# Task to complete:
Restate exactly, please, each line of the listing from the one with "input.script_sig = Builder::new()" to the last, including both.

# Source information:
━━━

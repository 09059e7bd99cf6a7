//! Engine Event Bus
//!
//! Typed publish/subscribe over tokio broadcast channels.
//!
//! Two channels:
//! - `EngineEvent` (produced): chain readiness, confirmed deposits and
//!   terminal withdrawal outcomes, consumed by the ledger and the ops
//!   WebSocket.
//! - `ControlMessage` (consumed): operator signals such as hot-wallet
//!   rotation.
//!
//! Delivery is fire-and-forget; consumers must tolerate duplicates and
//! lagging receivers drop the oldest messages.

use serde::Serialize;
use std::fmt;
use tokio::sync::broadcast;

/// Events published by the engine
#[derive(Debug, Clone, PartialEq, Eq, Serialize)]
#[serde(tag = "type", rename_all = "snake_case")]
pub enum EngineEvent {
    /// An adapter finished initialisation and its catalog is final
    ChainReady { network: String },

    /// A deposit reached its confirmation threshold
    ConfirmedTransfer {
        to: String,
        txhash: String,
        /// Human decimal amount
        value: String,
        currency: String,
        uhash: String,
    },

    /// A withdrawal transaction was observed on-chain
    WithdrawalCompleted {
        from: String,
        token: String,
        hash: String,
    },

    /// The hot wallet cannot fund a gas top-up
    FaucetEmpty { from: String, token: String },

    /// The source address cannot pay the fee in native currency
    NoFeeOnNative { from: String, token: String },
}

impl EngineEvent {
    pub fn kind(&self) -> &'static str {
        match self {
            EngineEvent::ChainReady { .. } => "chain_ready",
            EngineEvent::ConfirmedTransfer { .. } => "confirmed_transfer",
            EngineEvent::WithdrawalCompleted { .. } => "withdrawal_completed",
            EngineEvent::FaucetEmpty { .. } => "faucet_empty",
            EngineEvent::NoFeeOnNative { .. } => "no_fee_on_native",
        }
    }
}

/// Operator signals consumed by the adapters
#[derive(Clone, PartialEq, Eq)]
pub enum ControlMessage {
    /// Replace the hot wallet of every adapter; hex private scalar
    RotateHotWallet { seed: String },
}

impl fmt::Debug for ControlMessage {
    fn fmt(&self, f: &mut fmt::Formatter<'_>) -> fmt::Result {
        match self {
            ControlMessage::RotateHotWallet { .. } => f
                .debug_struct("RotateHotWallet")
                .field("seed", &"<redacted>")
                .finish(),
        }
    }
}

/// Shared pub/sub handle; clones share the same channels
#[derive(Clone)]
pub struct EventBus {
    events: broadcast::Sender<EngineEvent>,
    control: broadcast::Sender<ControlMessage>,
}

impl EventBus {
    /// Create a bus with the given per-channel capacity
    pub fn new(capacity: usize) -> Self {
        let (events, _) = broadcast::channel(capacity);
        let (control, _) = broadcast::channel(capacity);
        Self { events, control }
    }

    /// Publish an event to all subscribers
    pub fn publish(&self, event: EngineEvent) {
        // Ignore send errors (no subscribers)
        let _ = self.events.send(event);
    }

    pub fn subscribe(&self) -> broadcast::Receiver<EngineEvent> {
        self.events.subscribe()
    }

    /// Send an operator signal to every adapter
    pub fn send_control(&self, message: ControlMessage) {
        let _ = self.control.send(message);
    }

    pub fn subscribe_control(&self) -> broadcast::Receiver<ControlMessage> {
        self.control.subscribe()
    }
}

impl Default for EventBus {
    fn default() -> Self {
        Self::new(256)
    }
}
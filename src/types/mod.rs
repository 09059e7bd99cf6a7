//! Shared Types Module
//!
//! Data types shared across adapters, storage and the registry.

pub mod currency;
pub mod records;
pub mod units;

// Re-exports for convenience
pub use currency::{ChainFamily, CoinId, CoinIdError, Currency};
pub use records::{
    AddressOwner, AddressRecord, IssuedAddress, NewTransfer, PendingTransfer, WalletRecord,
};
pub use units::{btc_to_sats, format_units, parse_units, UnitsError, SATS_PER_BTC};
//! UTXO Withdrawal Sender
//!
//! Spends every UTXO of the source P2PKH address. A sweep sends the whole
//! balance minus the fee to one output; an exact payout adds a change
//! output back to the source when the change clears the dust limit.
//!
//! Fee = rate × (148 · inputs + 34 · outputs + 20).

use async_trait::async_trait;
use bitcoin::address::NetworkUnchecked;
use bitcoin::hashes::Hash;
use bitcoin::script::{Builder, PushBytesBuf};
use bitcoin::secp256k1::{Message, SECP256K1};
use bitcoin::sighash::{EcdsaSighashType, SighashCache};
use bitcoin::{
    absolute::LockTime, transaction::Version, Address, Amount, Network, OutPoint, ScriptBuf,
    Sequence, Transaction, TxIn, TxOut, Txid, Witness,
};
use std::sync::Arc;

use super::esplora::{Utxo, UtxoBackend};
use crate::chain::{ChainError, FamilySender, HotWallet, SendAmount, Submission, WithdrawalRequest};
use crate::keys::{btc_public_key, PrivateKey};

/// Outputs at or below this are not worth creating
pub const DUST_LIMIT: u64 = 546;

/// Estimated size of a P2PKH transaction in bytes
pub fn estimate_size(inputs: usize, outputs: usize) -> u64 {
    148 * inputs as u64 + 34 * outputs as u64 + 20
}

/// Amounts of a planned transaction
#[derive(Debug, Clone, Copy, PartialEq, Eq)]
pub struct Payout {
    pub send: u64,
    /// Returned to the source; 0 for no change output
    pub change: u64,
    pub fee: u64,
}

/// Plan a spend of `total` sats over `inputs` inputs
///
/// `None` when the funds cannot cover the amount plus fee.
pub fn plan_payout(total: u64, inputs: usize, amount: SendAmount, fee_rate: u64) -> Option<Payout> {
    let single_fee = fee_rate.checked_mul(estimate_size(inputs, 1))?;

    match amount {
        SendAmount::All => {
            if total <= single_fee {
                return None;
            }
            Some(Payout {
                send: total - single_fee,
                change: 0,
                fee: single_fee,
            })
        }
        SendAmount::Exact(value) => {
            let value = u64::try_from(value).ok().filter(|v| *v > 0)?;

            let change_fee = fee_rate.checked_mul(estimate_size(inputs, 2))?;
            if let Some(change) = total
                .checked_sub(value)
                .and_then(|rest| rest.checked_sub(change_fee))
            {
                if change > DUST_LIMIT {
                    return Some(Payout {
                        send: value,
                        change,
                        fee: change_fee,
                    });
                }
            }

            // Leftover too small for a change output goes to the miner
            let rest = total.checked_sub(value)?;
            if rest < single_fee {
                return None;
            }
            Some(Payout {
                send: value,
                change: 0,
                fee: rest,
            })
        }
    }
}

/// Build and sign a P2PKH spend of `utxos`
pub fn build_signed_transaction(
    key: &PrivateKey,
    network: Network,
    utxos: &[Utxo],
    to: &str,
    payout: &Payout,
) -> Result<Transaction, ChainError> {
    let secret = key.secp_secret()?;
    let public_key = btc_public_key(key)?;
    let source_script = ScriptBuf::new_p2pkh(&public_key.pubkey_hash());

    let destination = to
        .parse::<Address<NetworkUnchecked>>()
        .map_err(|_| ChainError::InvalidAddress(to.to_string()))?
        .require_network(network)
        .map_err(|_| ChainError::InvalidAddress(to.to_string()))?;

    let input = utxos
        .iter()
        .map(|utxo| {
            let txid: Txid = utxo
                .txid
                .parse()
                .map_err(|_| ChainError::Parse(format!("bad utxo txid {}", utxo.txid)))?;
            Ok(TxIn {
                previous_output: OutPoint::new(txid, utxo.vout),
                script_sig: ScriptBuf::new(),
                sequence: Sequence::ENABLE_RBF_NO_LOCKTIME,
                witness: Witness::new(),
            })
        })
        .collect::<Result<Vec<_>, ChainError>>()?;

    let mut output = vec![TxOut {
        value: Amount::from_sat(payout.send),
        script_pubkey: destination.script_pubkey(),
    }];
    if payout.change > 0 {
        output.push(TxOut {
            value: Amount::from_sat(payout.change),
            script_pubkey: source_script.clone(),
        });
    }

    let mut tx = Transaction {
        version: Version::TWO,
        lock_time: LockTime::ZERO,
        input,
        output,
    };

    let sighashes = {
        let cache = SighashCache::new(&tx);
        (0..tx.input.len())
            .map(|i| {
                cache
                    .legacy_signature_hash(i, &source_script, EcdsaSighashType::All.to_u32())
                    .map_err(|e| ChainError::Signing(e.to_string()))
            })
            .collect::<Result<Vec<_>, ChainError>>()?
    };

    for (input, sighash) in tx.input.iter_mut().zip(sighashes) {
        let message = Message::from_digest(sighash.to_byte_array());
        let signature = bitcoin::ecdsa::Signature {
            signature: SECP256K1.sign_ecdsa(&message, &secret),
            sighash_type: EcdsaSighashType::All,
        };
        let push = PushBytesBuf::try_from(signature.to_vec())
            .map_err(|e| ChainError::Signing(e.to_string()))?;

        input.script_sig = Builder::new()
            .push_slice(push)
            .push_key(&public_key)
            .into_script();
    }

    Ok(tx)
}

/// Sender for the UTXO family
pub struct UtxoSender {
    backend: Arc<dyn UtxoBackend>,
    network: Network,
}

impl UtxoSender {
    pub fn new(backend: Arc<dyn UtxoBackend>, network: Network) -> Self {
        Self { backend, network }
    }
}

#[async_trait]
impl FamilySender for UtxoSender {
    async fn submit(
        &self,
        request: &WithdrawalRequest,
        _hot: &HotWallet,
    ) -> Result<Submission, ChainError> {
        let utxos = self.backend.utxos(&request.from).await?;
        let total: u64 = utxos.iter().map(|u| u.value).sum();
        let fee_rate = self.backend.fee_rate().await?;

        let Some(payout) = plan_payout(total, utxos.len(), request.amount, fee_rate) else {
            return Ok(Submission::NoFeeOnNative);
        };

        let tx = build_signed_transaction(&request.from_key, self.network, &utxos, &request.to, &payout)?;
        let raw = bitcoin::consensus::encode::serialize_hex(&tx);
        let txid = self.backend.broadcast(&raw).await?;

        Ok(Submission::Sent {
            hash: txid.to_lowercase(),
        })
    }
}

━━━

# Response below:
        input.script_sig = Builder::new()
            .push_slice(push)
            .push_key(&public_key)
            .into_script();
    }

    Ok(tx)
}

/// Sender for the UTXO family
pub struct UtxoSender {
    backend: Arc<dyn UtxoBackend>,
    network: Network,
}

impl UtxoSender {
    pub fn new(backend: Arc<dyn UtxoBackend>, network: Network) -> Self {
        Self { backend, network }
    }
}

#[async_trait]
impl FamilySender for UtxoSender {
    async fn submit(
        &self,
        request: &WithdrawalRequest,
        _hot: &HotWallet,
    ) -> Result<Submission, ChainError> {
        let utxos = self.backend.utxos(&request.from).await?;
        let total: u64 = utxos.iter().map(|u| u.value).sum();
        let fee_rate = self.backend.fee_rate().await?;

        let Some(payout) = plan_payout(total, utxos.len(), request.amount, fee_rate) else {
            return Ok(Submission::NoFeeOnNative);
        };

        let tx = build_signed_transaction(&request.from_key, self.network, &utxos, &request.to, &payout)?;
        let raw = bitcoin::consensus::encode::serialize_hex(&tx);
        let txid = self.backend.broadcast(&raw).await?;

        Ok(Submission::Sent {
            hash: txid.to_lowercase(),
        })
    }
}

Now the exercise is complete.